How does one design a programming language for business processing?
Why are today's popular languages (Java, Python, C++, COBOL, .) poorly matched
to today's environment?
Our tools shape our thinking about solutions.
How might our tools be getting in the way of better thinking?
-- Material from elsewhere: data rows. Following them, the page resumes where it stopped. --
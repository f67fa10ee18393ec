// SPDX-License-Identifier: MIT OR Apache-2.0

#![forbid(unsafe_code)]

use crate::completeness::{CompletenessConfig, completeness_score};
use chrono::NaiveDate;
use pvqc_core::{Mask, QcError, TimeSeries, require_finite};

/// Leading/trailing trimming parameters.
#[cfg_attr(feature = "serde", derive(serde::Serialize, serde::Deserialize))]
#[derive(Clone, Debug, PartialEq)]
pub struct TrimConfig {
    /// Length in days of the density window.
    pub window_days: usize,
    /// Fraction of complete days the window must reach.
    pub min_fraction: f64,
    pub completeness: CompletenessConfig,
}

impl Default for TrimConfig {
    fn default() -> Self {
        Self {
            window_days: 10,
            min_fraction: 1.0,
            completeness: CompletenessConfig::default(),
        }
    }
}

impl TrimConfig {
    pub fn validate(&self) -> Result<(), QcError> {
        if self.window_days == 0 {
            return Err(QcError::configuration(
                "trim.window_days must be >= 1; got 0",
            ));
        }
        require_finite(self.min_fraction, "trim.min_fraction")?;
        if self.min_fraction <= 0.0 || self.min_fraction > 1.0 {
            return Err(QcError::configuration(format!(
                "trim.min_fraction must be in (0.0, 1.0]; got {}",
                self.min_fraction
            )));
        }
        self.completeness.validate()
    }
}

/// First and last day kept by trimming, or `None` when no day qualifies.
pub fn start_stop_dates(
    series: &TimeSeries,
    config: &TrimConfig,
) -> Result<Option<(NaiveDate, NaiveDate)>, QcError> {
    config.validate()?;
    let report = completeness_score(series, &config.completeness, None)?;
    let complete = report.complete_days();
    let window = config.window_days;

    // prefix[i] = complete days in [0, i)
    let mut prefix = Vec::with_capacity(complete.len() + 1);
    prefix.push(0usize);
    for &flag in &complete {
        let last = prefix[prefix.len() - 1];
        prefix.push(last + usize::from(flag));
    }
    let n = complete.len();
    let dense = |count: usize| count as f64 / window as f64 >= config.min_fraction;

    let start = (0..n).find(|&day| {
        let stop = (day + window).min(n);
        complete[day] && dense(prefix[stop] - prefix[day])
    });
    let end = (0..n).rev().find(|&day| {
        let begin = (day + 1).saturating_sub(window);
        complete[day] && dense(prefix[day + 1] - prefix[begin])
    });

    let bounds = match (start, end) {
        (Some(start), Some(end)) if start <= end => {
            match (report.scores().date(start), report.scores().date(end)) {
                (Some(first), Some(last)) => Some((first, last)),
                _ => None,
            }
        }
        _ => None,
    };
    log::debug!("trim bounds: {bounds:?} over {n} days (window={window})");
    Ok(bounds)
}

/// Sample-aligned mask of the samples kept by trimming.
pub fn trim_mask(series: &TimeSeries, config: &TrimConfig) -> Result<Mask, QcError> {
    let bounds = start_stop_dates(series, config)?;
    Ok(series
        .timestamps()
        .iter()
        .map(|ts| {
            let date = ts.date_naive();
            bounds.is_some_and(|(first, last)| date >= first && date <= last)
        })
        .collect())
}

/// Drops whole days before the first and after the last qualifying day.
///
/// Kept samples retain their timestamps, offsets and values, and the
/// result carries the source's nominal frequency. Returns `None` when no
/// day qualifies.
pub fn trim(series: &TimeSeries, config: &TrimConfig) -> Result<Option<TimeSeries>, QcError> {
    match start_stop_dates(series, config)? {
        Some((first, last)) => series.select_dates(first, last),
        None => Ok(None),
    }
}
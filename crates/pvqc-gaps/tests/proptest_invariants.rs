// SPDX-License-Identifier: MIT OR Apache-2.0

#![forbid(unsafe_code)]

use chrono::{NaiveDate, TimeDelta};
use proptest::prelude::*;
use proptest::test_runner::{Config as ProptestConfig, FileFailurePersistence};
use pvqc_core::{QcError, TimeSeries};
use pvqc_gaps::{
    CompletenessConfig, DayStatus, InterpolationConfig, StaleConfig, TrimConfig,
    completeness_score, detect_interpolation, detect_stale, trim,
};

/// Hourly naive series with `counts[d]` samples on day `d`.
fn hourly_series(counts: &[usize]) -> Option<TimeSeries> {
    let origin = NaiveDate::from_ymd_opt(2022, 1, 1)?.and_hms_opt(0, 0, 0)?;
    let mut timestamps = Vec::new();
    for (day, &count) in counts.iter().enumerate() {
        for hour in 0..count {
            timestamps.push(origin + TimeDelta::days(day as i64) + TimeDelta::hours(hour as i64));
        }
    }
    if timestamps.is_empty() {
        return None;
    }
    let values = (0..timestamps.len()).map(|i| (i % 17) as f64).collect();
    let series = TimeSeries::from_naive(timestamps, values)
        .and_then(|series| series.with_freq(TimeDelta::hours(1)))
        .expect("generated index should be valid");
    Some(series)
}

fn day_counts() -> impl Strategy<Value = Vec<usize>> {
    prop::collection::vec(
        prop_oneof![3 => Just(24usize), 1 => 0usize..24],
        1..40,
    )
}

proptest! {
    #![proptest_config(ProptestConfig {
        cases: 256,
        max_shrink_iters: 1024,
        failure_persistence: Some(Box::new(FileFailurePersistence::Direct("proptest-regressions/tests/proptest_invariants.txt"))),
        .. ProptestConfig::default()
    })]

    #[test]
    fn strictly_increasing_values_are_never_stale(
        steps in prop::collection::vec(1u32..1_000, 5..200),
        min_run in 2usize..6,
    ) {
        let values: Vec<f64> = steps
            .iter()
            .scan(0.0f64, |acc, &step| {
                *acc += f64::from(step);
                Some(*acc)
            })
            .collect();
        let detection = detect_stale(&values, &StaleConfig::exact(min_run))
            .expect("valid config");
        prop_assert!(!detection.mask.any());
    }

    #[test]
    fn stale_mask_is_the_union_of_long_runs(
        values in prop::collection::vec(prop_oneof![Just(1.0f64), Just(2.0), Just(f64::NAN)], 0..120),
        min_run in 2usize..6,
    ) {
        if values.len() < min_run {
            let err = detect_stale(&values, &StaleConfig::exact(min_run))
                .expect_err("shorter than one run");
            prop_assert!(matches!(err, QcError::Input(_) | QcError::InsufficientData(_)));
            return Ok(());
        }
        let detection = detect_stale(&values, &StaleConfig::exact(min_run))
            .expect("valid config");
        let mut covered = vec![false; values.len()];
        for run in &detection.runs {
            prop_assert!(run.len() >= min_run);
            let anchor = values[run.start];
            for idx in run.start..run.end {
                prop_assert_eq!(values[idx].to_bits(), anchor.to_bits());
                covered[idx] = true;
            }
        }
        prop_assert_eq!(detection.mask.as_slice(), covered.as_slice());
    }

    #[test]
    fn interpolation_runs_are_collinear(
        values in prop::collection::vec(prop_oneof![Just(0.0f64), Just(1.0), Just(2.0), Just(3.0)], 3..80),
    ) {
        let detection = detect_interpolation(&values, &InterpolationConfig::exact(3))
            .expect("valid config");
        for run in &detection.runs {
            prop_assert!(run.len() >= 3);
            let slope = values[run.start + 1] - values[run.start];
            for idx in run.start + 1..run.end {
                prop_assert_eq!(values[idx] - values[idx - 1], slope);
            }
        }
    }

    #[test]
    fn completeness_is_exactly_present_over_expected(counts in day_counts()) {
        let Some(series) = hourly_series(&counts) else {
            return Ok(());
        };
        let config = CompletenessConfig::default();
        let report = completeness_score(&series, &config, None).expect("valid series");
        let first_sampled = counts.iter().position(|&c| c > 0).expect("non-empty series");
        for (offset, (&score, status)) in report
            .scores()
            .values()
            .iter()
            .zip(report.statuses())
            .enumerate()
        {
            let count = counts[first_sampled + offset];
            if count == 0 {
                prop_assert_eq!(*status, DayStatus::Excluded);
                prop_assert!(score.is_nan());
                continue;
            }
            prop_assert_eq!(score, count as f64 / 24.0);
            let expected = if score >= config.threshold {
                DayStatus::Complete
            } else {
                DayStatus::Incomplete
            };
            prop_assert_eq!(*status, expected);
        }
    }

    #[test]
    fn trim_is_idempotent(
        counts in day_counts(),
        window_days in 1usize..6,
        min_fraction in prop_oneof![Just(0.5f64), Just(0.75), Just(1.0)],
    ) {
        let Some(series) = hourly_series(&counts) else {
            return Ok(());
        };
        let config = TrimConfig {
            window_days,
            min_fraction,
            ..TrimConfig::default()
        };
        let Some(once) = trim(&series, &config).expect("valid config") else {
            return Ok(());
        };
        let twice = trim(&once, &config)
            .expect("valid config")
            .expect("a trimmed series keeps its qualifying days");
        prop_assert_eq!(once, twice);
    }
}
// HTTP client for news site pages, a thin reqwest wrapper.
//
// All fetches are plain GETs returning the HTML body as a string; element
// selection happens elsewhere. Non-success statuses are errors here rather
// than leaking into the parsing layer.

use anyhow::{Context, Result};
use tracing::debug;

/// HTTP client shared across both sources for one run.
pub struct NewsClient {
    client: reqwest::Client,
}

impl NewsClient {
    pub fn new() -> Result<Self> {
        let client = reqwest::Client::builder()
            .user_agent("hamta/0.1 (news-similarity)")
            .build()
            .context("Failed to build HTTP client")?;

        Ok(Self { client })
    }

    /// Fetch a URL and return the response body.
    pub async fn get_html(&self, url: &str) -> Result<String> {
        debug!(url = url, "GET request");

        let response = self
            .client
            .get(url)
            .send()
            .await
            .with_context(|| format!("Request failed: {url}"))?;

        if !response.status().is_success() {
            let status = response.status();
            anyhow::bail!("{url} returned {status}");
        }

        response
            .text()
            .await
            .with_context(|| format!("Failed to read response body from {url}"))
    }
}
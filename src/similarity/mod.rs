// Similarity pipeline: TF-IDF vectorization, cosine scoring, verdict policy.

pub mod cosine;
pub mod decision;
pub mod vectorizer;
// TF-IDF vectorization over a shared two-document feature space.
//
// The corpus here is deliberately tiny: the pair under comparison IS the
// corpus, so IDF is defined over exactly those two documents. Weighting is
// the standard smoothed form:
//
//   tf(t, d)  = raw count of t in d
//   idf(t)    = ln((1 + N) / (1 + df(t))) + 1
//   weight    = tf × idf, then each vector is L2-normalized
//
// The +1 smoothing keeps every vocabulary term's IDF finite and positive;
// an empty document yields the zero vector rather than an error.

use std::collections::{BTreeMap, HashMap, HashSet};

use crate::text::normalize::CanonicalDocument;

/// Sparse term → weight map. Both vectors of a pair are drawn from the same
/// vocabulary; absent terms have weight zero. Ordered so downstream dot
/// products and norms sum in a fixed order, keeping scores reproducible
/// bit for bit across runs.
pub type FeatureVector = BTreeMap<String, f64>;

/// Fit TF-IDF over a corpus and return one weight vector per document.
///
/// Written generically over the corpus length, but the rest of the system
/// only ever feeds it two documents; the IDF values are meaningful for
/// that pair alone, and fitting more documents would change the basis.
pub fn fit(corpus: &[&CanonicalDocument]) -> Vec<FeatureVector> {
    let n = corpus.len() as f64;

    // Document frequency: in how many documents does each term appear?
    let mut document_frequency: HashMap<&str, f64> = HashMap::new();
    for doc in corpus {
        let unique: HashSet<&str> = doc.tokens.iter().map(String::as_str).collect();
        for term in unique {
            *document_frequency.entry(term).or_insert(0.0) += 1.0;
        }
    }

    corpus
        .iter()
        .map(|doc| {
            // Raw term counts
            let mut counts: HashMap<&str, f64> = HashMap::new();
            for token in &doc.tokens {
                *counts.entry(token.as_str()).or_insert(0.0) += 1.0;
            }

            let mut vector: FeatureVector = counts
                .into_iter()
                .map(|(term, tf)| {
                    let df = document_frequency.get(term).copied().unwrap_or(0.0);
                    let idf = ((1.0 + n) / (1.0 + df)).ln() + 1.0;
                    (term.to_string(), tf * idf)
                })
                .collect();

            // Unit length, so cosine reduces to a dot product downstream.
            let norm = vector.values().map(|w| w * w).sum::<f64>().sqrt();
            if norm > 0.0 {
                for weight in vector.values_mut() {
                    *weight /= norm;
                }
            }
            vector
        })
        .collect()
}

/// Vectorize the document pair under comparison.
pub fn vectorize_pair(
    a: &CanonicalDocument,
    b: &CanonicalDocument,
) -> (FeatureVector, FeatureVector) {
    let mut vectors = fit(&[a, b]).into_iter();
    let first = vectors.next().unwrap_or_default();
    let second = vectors.next().unwrap_or_default();
    (first, second)
}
A programming language cannot be understood separately from its run-time
platform. Nor can it be understood separately from its people.
Programmers create their own culture and that, more than anything else,
channels the evolution of the language.

To demonstrate how these principles apply, Richard reviews Hum, a business
programming language designed for today's environment with some extensions
for future user interfaces.
Hum enables a kind of natural language syntax.
It delegates persistence, messaging, fuzzy-arithmetic, and accounting to the
run-time
 

Bio:

Richard Green is a software architect currently employed by DTE Energy.
Previous roles have included enterprise architect, project manager, chief
programmer, methodologist, and consultant.
He has designed and delivered business systems, statistical analysis tools,
and computer aided software engineering (CASE) tools
using Java, Smalltalk, C++, C, C#, Pascal, PL-1, COBOL, Visual Basic, ForTran,
and Assembler  
  
  
free pizza & pop at 545p ...
  
206 South Fifth Ave
Federal Center Building
Ann Arbor, Michigan. 48104
  
2nd floor   SRT Solutions
  

11 responses total.
cross
response 1 of 11: Mark Unseen   Sep 22 06:55 UTC 2010

Hmm, TS, do you think that maybe you could create an item devoted to 
Ann Arbor Computer Society meeting announcements and post these 
messages there, instead of creating a new item for each announcement?
kentn
response 2 of 11: Mark Unseen   Sep 22 18:08 UTC 2010

Is that a free language or proprietary?  And what an awful name.  Try
googling for that.  
tsty
response 3 of 11: Mark Unseen   Sep 23 00:16 UTC 2010

 
re 1 .. greate idea ... for agora anyway ... thoght in sys it might be better
to have separeate .. since aacs is much more sys oriented than agora.
  
thoughts?
  
oh, and i don;t get to p;ost -early- very often .. usually anly one day;s
notice
tsty
response 4 of 11: Mark Unseen   Sep 23 00:17 UTC 2010

  
kentn .. greene is one of our stalwarts ... i;m RaalHappy (tm) he ahs a
presentation
kentn
response 5 of 11: Mark Unseen   Sep 23 03:52 UTC 2010

It doesn't matter to me if he's a stalwart or not.  Things you can't
look up easily get ignored.
cross
response 6 of 11: Mark Unseen   Sep 26 14:02 UTC 2010

resp:3 My thought is that they are really targeted to a specific 
geographical location, and they are temporal in nature (e.g., after 
the meeting, it's only interesting as part of a historical record).  
Since it's not of general interest (e.g., those outside of Ann Arbor 
and surrounding environs are less likely to attend) I'd be happier if 
they were in a single, "Ann Arbor Computer Society Meetings and 
Presentations" item.

If a particular meeting generated a lot of discussion, that seems like 
the ideal time to move it into its own item, but an item for each 
meeting seems like overkill.
tsty
response 7 of 11: Mark Unseen   Sep 26 16:37 UTC 2010

  
ok .... pooint taken ... which also means one more (only one) item
but not until next monht;s meeting.
  
     
tsty
response 8 of 11: Mark Unseen   Sep 26 16:37 UTC 2010

  
re 5 ... hmmmmmmmmmm (intended)
  
hum "programming language"

About 45,400 results (0.25 seconds) 

this result as 1st:

http://sourceforge.net/projects/hum-language/  
  
tsty
response 9 of 11: Mark Unseen   Sep 26 16:43 UTC 2010

  
this being the better one
  
http://bit.ly/a4wj9M
  
kentn
response 10 of 11: Mark Unseen   Sep 26 18:38 UTC 2010

Thanks, TS.  Apparently this language doesn't exist yet in terms of
being used for anything practical.  At least, sourceforge only has
a couple html files to download and no discussions yet (which state
it's currently a SmallTalk implementation of SimpleEnglish for testing
only).  Looks like they just put that up that site recently.  Good luck
replacing all that COBOL code, by the way.  There's more to replacing a
current business language than saying it's anemic and primitive.
tsty
response 11 of 11: Mark Unseen   Sep 27 22:44 UTC 2010

  
i ahve a susspicion that richard greene is the prime mover for this
hum lansugage project. ough to be an intense meeting.